WOWT - Police, the US Post Office and the FBI are investigating after a “glitter bomb” was mailed to Congressman Jeff Fortenberry’s office. The letter was received on Wednesday at Congressman Fortenberry’s Lincoln office.
It was a hot pink letter with a bag of glitter enclosed. The outside listed a fake name with a legitimate company, however the letter is not believed to be from that organization.
The letterhead read, “Glitter Bombs For Choice” and contained a message that said, “Congrats! You’ve earned this for trying to deny women their right to choice. Mind your own uterus.”
In a statement to WOWT 6 News, Congressman Fortenberry expressed the seriousness of the act, “Anyone is free to disagree with me, but to resort to these tactics in a heightened threat environment is reckless and a waste of precious law enforcement resources.”
Hilarious. This whole glitter bomb thing cracks me up, ESPECIALLY when it’s some uptight politician who promptly alerts the police, US postal inspector AND the FBI about it. Hey Congressman don’t worry, FBI resources aren’t valuable or anything. They got nothing else going on, last I checked everybody on the Top 10 Most Wanted was locked up safely behind bars, think they just cancelled it altogether and declared the country crime free. Better put them on the case to investigate the envelope you got full of glitter. Typical clueless politician. Seriously “to resort to these tactics in a heightened threat environment”? Unless that’s super fun sparkly Anthrax, chill out.
To be completely honest though, getting glitter bombed is a total day ruiner. Like it’s a legitimately awesome idea to fuck with someone.
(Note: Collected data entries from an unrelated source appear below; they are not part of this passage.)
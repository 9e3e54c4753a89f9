//! AST to IR generation.
//!
//! Generation runs in two passes. The first walks every call site in the
//! program and infers a signature for each defined function from the shapes
//! of the arguments: a numeric literal contributes its own type, a string
//! literal its byte type, and anything else defaults to i32. The return type
//! is the first parameter type, or i32 for a nullary function. When a
//! function is called more than once the later call site wins. The second
//! pass generates IR for each function body against those signatures.

use std::collections::HashMap;

use crate::ast::{self, BinOp, Expr, Item, Number};
use crate::error::{Error, Result};
use crate::span::Spanned;

use super::verify::verify;
use super::{BlockId, Literal, Module, OpKind, RegionId, Type, ValueId};

/// Inferred function signature.
#[derive(Clone, Debug)]
pub struct FuncSig {
    pub params: Vec<Type>,
    pub ret: Type,
}

/// Generate and verify an IR module from a parsed program. Bare top-level
/// expressions are collected into an implicit `main`.
pub fn build(ast: &ast::Module) -> Result<Module> {
    let sigs = infer_signatures(ast);
    let mut builder = Builder {
        module: Module::new(),
        sigs,
        scopes: ScopeStack::new(),
    };

    let mut seen = Vec::new();
    for item in &ast.items {
        if let Item::Defun(f) = item {
            if seen.contains(&f.name.node) {
                return Err(Error::syntax(
                    format!("function '{}' is defined twice", f.name.node),
                    f.name.span,
                ));
            }
            seen.push(f.name.node.clone());
            let sig = builder.sigs[&f.name.node].clone();
            builder.gen_function(&f.name.node, &f.params, &f.body, &sig)?;
        }
    }

    let bare: Vec<Spanned<Expr>> = ast
        .items
        .iter()
        .filter_map(|item| match item {
            Item::Expr(e) => Some(e.clone()),
            Item::Defun(_) => None,
        })
        .collect();
    if !bare.is_empty() {
        if seen.iter().any(|name| name == "main") {
            let span = ast.first_bare_expr_span().unwrap_or(bare[0].span);
            return Err(Error::syntax(
                "top-level expressions are not allowed alongside an explicit 'main'",
                span,
            ));
        }
        let sig = FuncSig {
            params: vec![],
            ret: Type::I32,
        };
        builder.gen_function("main", &[], &bare, &sig)?;
    }

    verify(&builder.module)?;
    Ok(builder.module)
}

// ─── Signature inference ──────────────────────────────────────────

fn infer_signatures(ast: &ast::Module) -> HashMap<String, FuncSig> {
    let mut arities = HashMap::new();
    let mut sigs = HashMap::new();
    for item in &ast.items {
        if let Item::Defun(f) = item {
            arities.insert(f.name.node.clone(), f.params.len());
            sigs.insert(
                f.name.node.clone(),
                FuncSig {
                    params: vec![Type::I32; f.params.len()],
                    ret: Type::I32,
                },
            );
        }
    }
    for item in &ast.items {
        match item {
            Item::Defun(f) => {
                for e in &f.body {
                    visit_calls(&e.node, &arities, &mut sigs);
                }
            }
            Item::Expr(e) => visit_calls(&e.node, &arities, &mut sigs),
        }
    }
    sigs
}

fn visit_calls(
    expr: &Expr,
    arities: &HashMap<String, usize>,
    sigs: &mut HashMap<String, FuncSig>,
) {
    match expr {
        Expr::Call { callee, args } => {
            for a in args {
                visit_calls(&a.node, arities, sigs);
            }
            // Call sites with the wrong arity are rejected during
            // generation; they must not poison the signature here.
            if arities.get(&callee.node) == Some(&args.len()) {
                let params: Vec<Type> = args.iter().map(|a| arg_type(&a.node)).collect();
                let ret = params.first().cloned().unwrap_or(Type::I32);
                sigs.insert(callee.node.clone(), FuncSig { params, ret });
            }
        }
        Expr::Binary { lhs, rhs, .. } => {
            visit_calls(&lhs.node, arities, sigs);
            visit_calls(&rhs.node, arities, sigs);
        }
        Expr::Print(e) | Expr::Return(e) => visit_calls(&e.node, arities, sigs),
        Expr::If {
            cond,
            then_expr,
            else_expr,
        } => {
            visit_calls(&cond.node, arities, sigs);
            visit_calls(&then_expr.node, arities, sigs);
            visit_calls(&else_expr.node, arities, sigs);
        }
        Expr::Number(_) | Expr::Str(_) | Expr::Variable(_) => {}
    }
}

fn arg_type(expr: &Expr) -> Type {
    match expr {
        Expr::Number(Number::Int(_)) => Type::I32,
        Expr::Number(Number::Float(_)) => Type::Float,
        Expr::Str(s) => Type::Bytes { len: s.len() },
        _ => Type::I32,
    }
}

// ─── Symbol table ─────────────────────────────────────────────────

/// Lexically scoped name-to-value map: a stack of frames searched from the
/// innermost outward, so inner bindings shadow outer ones.
struct ScopeStack {
    frames: Vec<HashMap<String, ValueId>>,
}

impl ScopeStack {
    fn new() -> Self {
        Self { frames: Vec::new() }
    }

    fn push(&mut self) {
        self.frames.push(HashMap::new());
    }

    fn pop(&mut self) {
        self.frames.pop();
    }

    fn declare(&mut self, name: &str, value: ValueId) {
        if let Some(frame) = self.frames.last_mut() {
            frame.insert(name.to_string(), value);
        }
    }

    fn lookup(&self, name: &str) -> Option<ValueId> {
        self.frames
            .iter()
            .rev()
            .find_map(|frame| frame.get(name).copied())
    }
}

// ─── Generation ───────────────────────────────────────────────────

struct Builder {
    module: Module,
    sigs: HashMap<String, FuncSig>,
    scopes: ScopeStack,
}

impl Builder {
    fn gen_function(
        &mut self,
        name: &str,
        params: &[Spanned<String>],
        body: &[Spanned<Expr>],
        sig: &FuncSig,
    ) -> Result<()> {
        let region = self.module.new_region_with_block(&sig.params);
        let entry = self.module.region(region).blocks[0];

        self.scopes.push();
        let args = self.module.block(entry).args.clone();
        for (param, &arg) in params.iter().zip(args.iter()) {
            self.scopes.declare(&param.node, arg);
        }

        let mut last = None;
        for expr in body {
            // Anything after an explicit return is unreachable.
            if self.block_terminated(entry) {
                break;
            }
            last = self.gen_expr(entry, expr)?;
        }
        if !self.block_terminated(entry) {
            let value = match last {
                Some(v) => v,
                None => self.const_zero(entry),
            };
            self.module
                .push_op(entry, OpKind::Return, vec![value], vec![], vec![]);
        }
        self.scopes.pop();

        let func = self.module.create_op(
            OpKind::Func {
                name: name.to_string(),
            },
            vec![],
            vec![],
            vec![region],
        );
        let root = self.module.root_block();
        self.module.append_op(root, func);
        Ok(())
    }

    /// Generate one expression. `None` means the expression produced no
    /// value (a print, or a return that terminated the block).
    fn gen_expr(&mut self, block: BlockId, expr: &Spanned<Expr>) -> Result<Option<ValueId>> {
        match &expr.node {
            Expr::Number(Number::Int(n)) => {
                let op = self.module.push_op(
                    block,
                    OpKind::Constant(Literal::Int(*n)),
                    vec![],
                    vec![Type::I32],
                    vec![],
                );
                Ok(Some(self.module.result(op)))
            }
            Expr::Number(Number::Float(f)) => {
                let op = self.module.push_op(
                    block,
                    OpKind::Constant(Literal::Float(*f)),
                    vec![],
                    vec![Type::Float],
                    vec![],
                );
                Ok(Some(self.module.result(op)))
            }
            Expr::Str(s) => {
                let op = self.module.push_op(
                    block,
                    OpKind::StringConstant(s.clone()),
                    vec![],
                    vec![Type::Bytes { len: s.len() }],
                    vec![],
                );
                Ok(Some(self.module.result(op)))
            }
            Expr::Variable(name) => match self.scopes.lookup(name) {
                Some(value) => Ok(Some(value)),
                None => Err(Error::UndefinedVariable {
                    name: name.clone(),
                    span: expr.span,
                }),
            },
            Expr::Binary { op, lhs, rhs } => {
                let lhs_v = self.gen_value(block, lhs)?;
                let rhs_v = self.gen_value(block, rhs)?;
                let (kind, ty) = match op {
                    BinOp::Add => (OpKind::Add, self.module.value_ty(lhs_v).clone()),
                    BinOp::Sub => (OpKind::Sub, self.module.value_ty(lhs_v).clone()),
                    BinOp::Mul => (OpKind::Mul, self.module.value_ty(lhs_v).clone()),
                    BinOp::Le => (OpKind::LessEq, Type::BOOL),
                };
                let op = self
                    .module
                    .push_op(block, kind, vec![lhs_v, rhs_v], vec![ty], vec![]);
                Ok(Some(self.module.result(op)))
            }
            Expr::Call { callee, args } => {
                let sig = match self.sigs.get(&callee.node) {
                    Some(sig) => sig.clone(),
                    None => {
                        return Err(Error::UndefinedFunction {
                            name: callee.node.clone(),
                            span: Some(callee.span),
                        })
                    }
                };
                if args.len() != sig.params.len() {
                    return Err(Error::syntax(
                        format!(
                            "function '{}' expects {} argument(s), got {}",
                            callee.node,
                            sig.params.len(),
                            args.len()
                        ),
                        expr.span,
                    ));
                }
                let mut arg_vals = Vec::with_capacity(args.len());
                for arg in args {
                    arg_vals.push(self.gen_value(block, arg)?);
                }
                let op = self.module.push_op(
                    block,
                    OpKind::Call {
                        callee: callee.node.clone(),
                    },
                    arg_vals,
                    vec![sig.ret.clone()],
                    vec![],
                );
                Ok(Some(self.module.result(op)))
            }
            Expr::Print(arg) => {
                let value = self.gen_value(block, arg)?;
                self.module
                    .push_op(block, OpKind::Print, vec![value], vec![], vec![]);
                Ok(None)
            }
            Expr::Return(arg) => {
                let value = self.gen_value(block, arg)?;
                self.module
                    .push_op(block, OpKind::Return, vec![value], vec![], vec![]);
                Ok(None)
            }
            Expr::If {
                cond,
                then_expr,
                else_expr,
            } => {
                let cond_v = self.gen_value(block, cond)?;
                let then_region = self.module.new_region_with_block(&[]);
                let else_region = self.module.new_region_with_block(&[]);
                let then_ty = self.gen_branch(then_region, then_expr)?;
                let else_ty = self.gen_branch(else_region, else_expr)?;
                // The result type comes from the first branch that yields;
                // a branch ending in a return contributes none.
                let result_tys: Vec<Type> = then_ty.or(else_ty).into_iter().collect();
                let op = self.module.create_op(
                    OpKind::If,
                    vec![cond_v],
                    result_tys,
                    vec![then_region, else_region],
                );
                self.module.append_op(block, op);
                Ok(self.module.op(op).results.first().copied())
            }
        }
    }

    /// Generate an expression that must produce a value.
    fn gen_value(&mut self, block: BlockId, expr: &Spanned<Expr>) -> Result<ValueId> {
        match self.gen_expr(block, expr)? {
            Some(value) => Ok(value),
            None => Err(Error::syntax(
                "expression produces no value here",
                expr.span,
            )),
        }
    }

    /// Generate an `if` branch body and terminate it. Returns the type of
    /// the value the branch yields, or `None` when it returns instead.
    fn gen_branch(&mut self, region: RegionId, expr: &Spanned<Expr>) -> Result<Option<Type>> {
        let block = self.module.region(region).blocks[0];
        self.scopes.push();
        let value = self.gen_expr(block, expr)?;
        self.scopes.pop();

        if self.block_terminated(block) {
            return Ok(None);
        }
        let value = match value {
            Some(v) => v,
            None => self.const_zero(block),
        };
        let ty = self.module.value_ty(value).clone();
        self.module
            .push_op(block, OpKind::Yield, vec![value], vec![], vec![]);
        Ok(Some(ty))
    }

    fn block_terminated(&self, block: BlockId) -> bool {
        self.module
            .block(block)
            .ops
            .last()
            .map(|&op| self.module.op(op).kind.is_terminator())
            .unwrap_or(false)
    }

    fn const_zero(&mut self, block: BlockId) -> ValueId {
        let op = self.module.push_op(
            block,
            OpKind::Constant(Literal::Int(0)),
            vec![],
            vec![Type::I32],
            vec![],
        );
        self.module.result(op)
    }
}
Just the hassle of cleaning all this shit up, trying to scrape it out of the buttons on your keyboard. Impossible to get off your clothes too, always going to be a few little sparkly pieces of glitter in random spots all over you that will keep turning up in the mirror over the next few weeks.
PS – Something so poetic about an anti-gay politician getting blown up by 10 pounds of glitter in the middle of his office.